In principle there’s no reason why Oracle couldn’t use the in-memory columns that appear in the where clause to determine the rowids of the rows that I need to select and then visit the rows by rowid but (at present) the optimizer doesn’t generate a plan to do that. There’s no reason, though, why we couldn’t try to manipulate the SQL to produce exactly that effect:


explain plan for
select
        /*+ no_eliminate_join(t1b) no_eliminate_join(t1a) */
        t1b.object_id, t1b.last_ddl_time, t1b.created
from
        t1 t1a, t1 t1b
where   t1a.created > trunc(sysdate)
and     t1a.object_type = 'TABLE'
and     t1a.subobject_name is not null
and     t1b.rowid = t1a.rowid
;

select * from table(dbms_xplan.display);

------------------------------------------------------------------------------------
| Id  | Operation                   | Name | Rows  | Bytes | Cost (%CPU)| Time     |
------------------------------------------------------------------------------------
|   0 | SELECT STATEMENT            |      |     1 |    64 |    74   (9)| 00:00:01 |
|   1 |  NESTED LOOPS               |      |     1 |    64 |    74   (9)| 00:00:01 |
|*  2 |   TABLE ACCESS INMEMORY FULL| T1   |     1 |    31 |    73   (9)| 00:00:01 |
|   3 |   TABLE ACCESS BY USER ROWID| T1   |     1 |    33 |     1   (0)| 00:00:01 |
------------------------------------------------------------------------------------

Predicate Information (identified by operation id):
---------------------------------------------------
   2 - inmemory("T1A"."SUBOBJECT_NAME" IS NOT NULL AND
              "T1A"."OBJECT_TYPE"='TABLE' AND "T1A"."CREATED">TRUNC(SYSDATE@!))
       filter("T1A"."SUBOBJECT_NAME" IS NOT NULL AND
              "T1A"."OBJECT_TYPE"='TABLE' AND "T1A"."CREATED">TRUNC(SYSDATE@!))

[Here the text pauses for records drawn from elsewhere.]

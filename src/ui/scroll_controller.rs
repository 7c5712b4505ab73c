//! 滚动控制器 - 拖拽/惯性/回弹物理，以及触底、下拉刷新边缘事件

/// 滚动事件类型
#[derive(Debug, Clone, Copy, PartialEq)]
pub enum ScrollEvent {
    /// 滚动到底部（每次接近只触发一次，内容变化后重新武装）
    ReachBottom,
    /// 下拉超过刷新阈值并回弹结束
    ReachTop,
}

/// 滚动控制器
pub struct ScrollController {
    position: f32,
    velocity: f32,
    min_scroll: f32,
    max_scroll: f32,
    viewport_height: f32,
    last_content_height: f32,

    pub is_dragging: bool,
    drag_start_pos: f32,
    drag_start_scroll: f32,
    // (position, timestamp_ms)
    velocity_samples: Vec<(f32, u64)>,

    is_decelerating: bool,
    is_bouncing: bool,
    bounce_timer: f32,
    bounce_start_pos: f32,
    bounce_target_pos: f32,

    /// 是否曾经超出底部边界（用于检测触底）
    was_over_bottom: bool,
    /// 本次拖拽中最大下拉距离（用于检测下拉刷新）
    max_pull_distance: f32,
    /// 触底阈值（距离底部多少像素时触发）
    reach_bottom_distance: f32,
    /// 下拉刷新阈值
    refresh_distance: f32,
    /// 是否已经触发过触底事件（防止重复触发）
    reach_bottom_triggered: bool,
}

impl ScrollController {
    pub fn new(content_height: f32, viewport_height: f32) -> Self {
        Self {
            position: 0.0,
            velocity: 0.0,
            min_scroll: 0.0,
            max_scroll: (content_height - viewport_height).max(0.0),
            viewport_height,
            last_content_height: content_height,
            is_dragging: false,
            drag_start_pos: 0.0,
            drag_start_scroll: 0.0,
            velocity_samples: Vec::with_capacity(10),
            is_decelerating: false,
            is_bouncing: false,
            bounce_timer: 0.0,
            bounce_start_pos: 0.0,
            bounce_target_pos: 0.0,
            was_over_bottom: false,
            max_pull_distance: 0.0,
            reach_bottom_distance: 50.0,
            refresh_distance: 60.0,
            reach_bottom_triggered: false,
        }
    }

    /// 更新内容高度（内容变化时调用），同时重新武装触底事件
    pub fn update_content_height(&mut self, content_height: f32, viewport_height: f32) {
        self.viewport_height = viewport_height;
        let new_max = (content_height - viewport_height).max(0.0).floor();
        if (content_height - self.last_content_height).abs() > 1.0
            || (self.max_scroll - new_max).abs() > 1.0
        {
            self.last_content_height = content_height;
            self.max_scroll = new_max;
            if self.position > self.max_scroll {
                self.position = self.max_scroll;
            }
            self.reach_bottom_triggered = false;
        }
    }

    pub fn begin_drag(&mut self, y: f32, timestamp: u64) {
        self.is_dragging = true;
        self.is_decelerating = false;
        self.is_bouncing = false;
        self.drag_start_pos = y;
        self.drag_start_scroll = self.position;
        self.velocity = 0.0;
        self.velocity_samples.clear();
        self.velocity_samples.push((y, timestamp));
        self.was_over_bottom = false;
        self.max_pull_distance = 0.0;
    }

    pub fn update_drag(&mut self, y: f32, timestamp: u64) {
        if !self.is_dragging { return; }
        let delta = self.drag_start_pos - y;
        let mut new_pos = self.drag_start_scroll + delta;
        if new_pos < self.min_scroll {
            let overshoot = self.min_scroll - new_pos;
            new_pos = self.min_scroll - Self::rubber_band(overshoot, self.viewport_height);
            self.max_pull_distance = self.max_pull_distance.max(self.min_scroll - new_pos);
        } else if new_pos > self.max_scroll {
            let overshoot = new_pos - self.max_scroll;
            new_pos = self.max_scroll + Self::rubber_band(overshoot, self.viewport_height);
            self.was_over_bottom = true;
        }
        self.position = new_pos;
        self.velocity_samples.push((y, timestamp));
        // 只保留最近 100ms 的采样
        self.velocity_samples.retain(|(_, t)| timestamp >= *t && timestamp - *t < 100);
    }

    /// 结束拖拽，返回是否进入动画
    pub fn end_drag(&mut self) -> bool {
        if !self.is_dragging { return false; }
        self.is_dragging = false;
        self.velocity = self.calculate_release_velocity();
        if self.position < self.min_scroll || self.position > self.max_scroll {
            self.start_bounce();
        } else if self.velocity.abs() > 50.0 {
            self.is_decelerating = true;
        }
        self.is_decelerating || self.is_bouncing
    }

    fn calculate_release_velocity(&self) -> f32 {
        let (first, last) = match (self.velocity_samples.first(), self.velocity_samples.last()) {
            (Some(f), Some(l)) if self.velocity_samples.len() >= 2 => (f, l),
            _ => return 0.0,
        };
        // 时间戳为毫秒，换算成秒
        let dt = (last.1.saturating_sub(first.1)) as f32 / 1000.0;
        if dt < 0.001 { return 0.0; }
        (first.0 - last.0) / dt * 0.8
    }

    fn rubber_band(offset: f32, dimension: f32) -> f32 {
        let c = 0.55;
        let x = offset.abs() / dimension.max(1.0);
        let result = (1.0 - (1.0 / (x * c + 1.0))) * dimension;
        if offset < 0.0 { -result } else { result }
    }

    fn start_bounce(&mut self) {
        self.is_bouncing = true;
        self.is_decelerating = false;
        self.bounce_timer = 0.0;
        self.bounce_start_pos = self.position;
        self.bounce_target_pos = self.position.clamp(self.min_scroll, self.max_scroll);
        self.velocity = 0.0;
    }

    /// 推进滚动动画，返回 (是否仍在动画中, 可能触发的边缘事件)
    pub fn update(&mut self, dt: f32) -> (bool, Option<ScrollEvent>) {
        if self.is_dragging { return (false, None); }

        if self.is_bouncing {
            self.bounce_timer += dt;
            let duration = 0.3;
            if self.bounce_timer >= duration {
                self.position = self.bounce_target_pos;
                self.is_bouncing = false;
                return (false, self.check_bounce_end_event());
            }
            let t = self.bounce_timer / duration;
            let ease = 1.0 - (1.0 - t).powi(3);
            self.position = self.bounce_start_pos + (self.bounce_target_pos - self.bounce_start_pos) * ease;
            return (true, None);
        }

        if self.is_decelerating {
            // 惯性减速
            let deceleration = 0.92_f32.powf(dt * 60.0);
            self.velocity *= deceleration;
            self.position += self.velocity * dt;

            if self.position >= self.max_scroll {
                self.position = self.max_scroll;
                self.velocity = 0.0;
                self.is_decelerating = false;

                if !self.reach_bottom_triggered {
                    self.reach_bottom_triggered = true;
                    return (false, Some(ScrollEvent::ReachBottom));
                }
                return (false, None);
            }

            if self.position <= self.min_scroll {
                self.position = self.min_scroll;
                self.velocity = 0.0;
                self.is_decelerating = false;
                return (false, None);
            }

            if self.velocity.abs() < 3.0 {
                self.velocity = 0.0;
                self.is_decelerating = false;

                // 停在接近底部的位置也算触底
                if self.position >= self.max_scroll - self.reach_bottom_distance
                    && !self.reach_bottom_triggered
                {
                    self.reach_bottom_triggered = true;
                    return (false, Some(ScrollEvent::ReachBottom));
                }
                return (false, None);
            }
            return (true, None);
        }
        (false, None)
    }

    /// 回弹结束时检查是否触发事件
    fn check_bounce_end_event(&mut self) -> Option<ScrollEvent> {
        // 下拉超过阈值并回弹到顶部：触发刷新
        if self.max_pull_distance >= self.refresh_distance
            && self.bounce_target_pos <= self.min_scroll
        {
            self.max_pull_distance = 0.0;
            return Some(ScrollEvent::ReachTop);
        }

        // 拖拽超出底部并回弹到底部：触发触底
        if self.was_over_bottom && self.bounce_target_pos >= self.max_scroll {
            self.was_over_bottom = false;
            if !self.reach_bottom_triggered {
                self.reach_bottom_triggered = true;
                return Some(ScrollEvent::ReachBottom);
            }
        }

        None
    }

    /// 滚轮/触控板滚动
    pub fn handle_scroll(&mut self, delta: f32, is_precise: bool) {
        if delta.abs() < 0.1 {
            return;
        }
        if self.max_scroll <= 0.0 {
            return;
        }

        let factor = if is_precise { 1.0 } else { 2.0 };
        self.position = (self.position + delta * factor).clamp(self.min_scroll, self.max_scroll);
        // 触控板自带惯性，这里不再叠加动画
        self.velocity = 0.0;
        self.is_decelerating = false;
        self.is_bouncing = false;
    }

    /// 检查是否应该触发触底事件（滚轮路径在每次滚动后调用）
    pub fn check_reach_bottom(&mut self) -> bool {
        if self.max_scroll <= 0.0 {
            return false;
        }
        if self.position >= self.max_scroll - self.reach_bottom_distance
            && !self.reach_bottom_triggered
        {
            self.reach_bottom_triggered = true;
            return true;
        }
        false
    }

    /// 重新武装触底事件（内容更新后调用）
    pub fn reset_reach_bottom(&mut self) {
        self.reach_bottom_triggered = false;
    }

    pub fn position(&self) -> f32 { self.position }
    pub fn max_scroll(&self) -> f32 { self.max_scroll }
    pub fn is_animating(&self) -> bool { self.is_decelerating || self.is_bouncing }

    /// 当前下拉距离（超出顶部的位移，用于刷新指示器）
    pub fn pull_distance(&self) -> f32 {
        (self.min_scroll - self.position).max(0.0)
    }

    /// 是否在顶部
    pub fn is_at_top(&self) -> bool {
        self.position <= self.min_scroll + 1.0
    }

    /// 是否在底部
    pub fn is_at_bottom(&self) -> bool {
        self.position >= self.max_scroll - 1.0
    }
}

I’ve joined the table to itself by rowid, hinting to stop the optimizer from getting too clever and eliminating the join. In the join I’ve ensured that one reference to the table can be met completely from the in-memory columns, isolating the no inmemory columns to the second reference to the table. It is significant that the in-memory tablescan is vastly lower in cost than the traditional tablescan – and there will be occasions when this difference (combined with the knowledge that the target is a relatively small number of rows) means that this is a very sensible strategy. Note – the hints I’ve used happen to be sufficient to demonstrate method but I’d be much more thorough in a production system (possibly using an SQL baseline to fix the execution plan).

Of course, this method is just another example of the “visit a table twice to improve the efficiency” strategy that I wrote about a long time ago; and it’s this particular variant of the strategy that allows you to think of the in-memory columnar option as an implementation of OLTP bitmap indexes.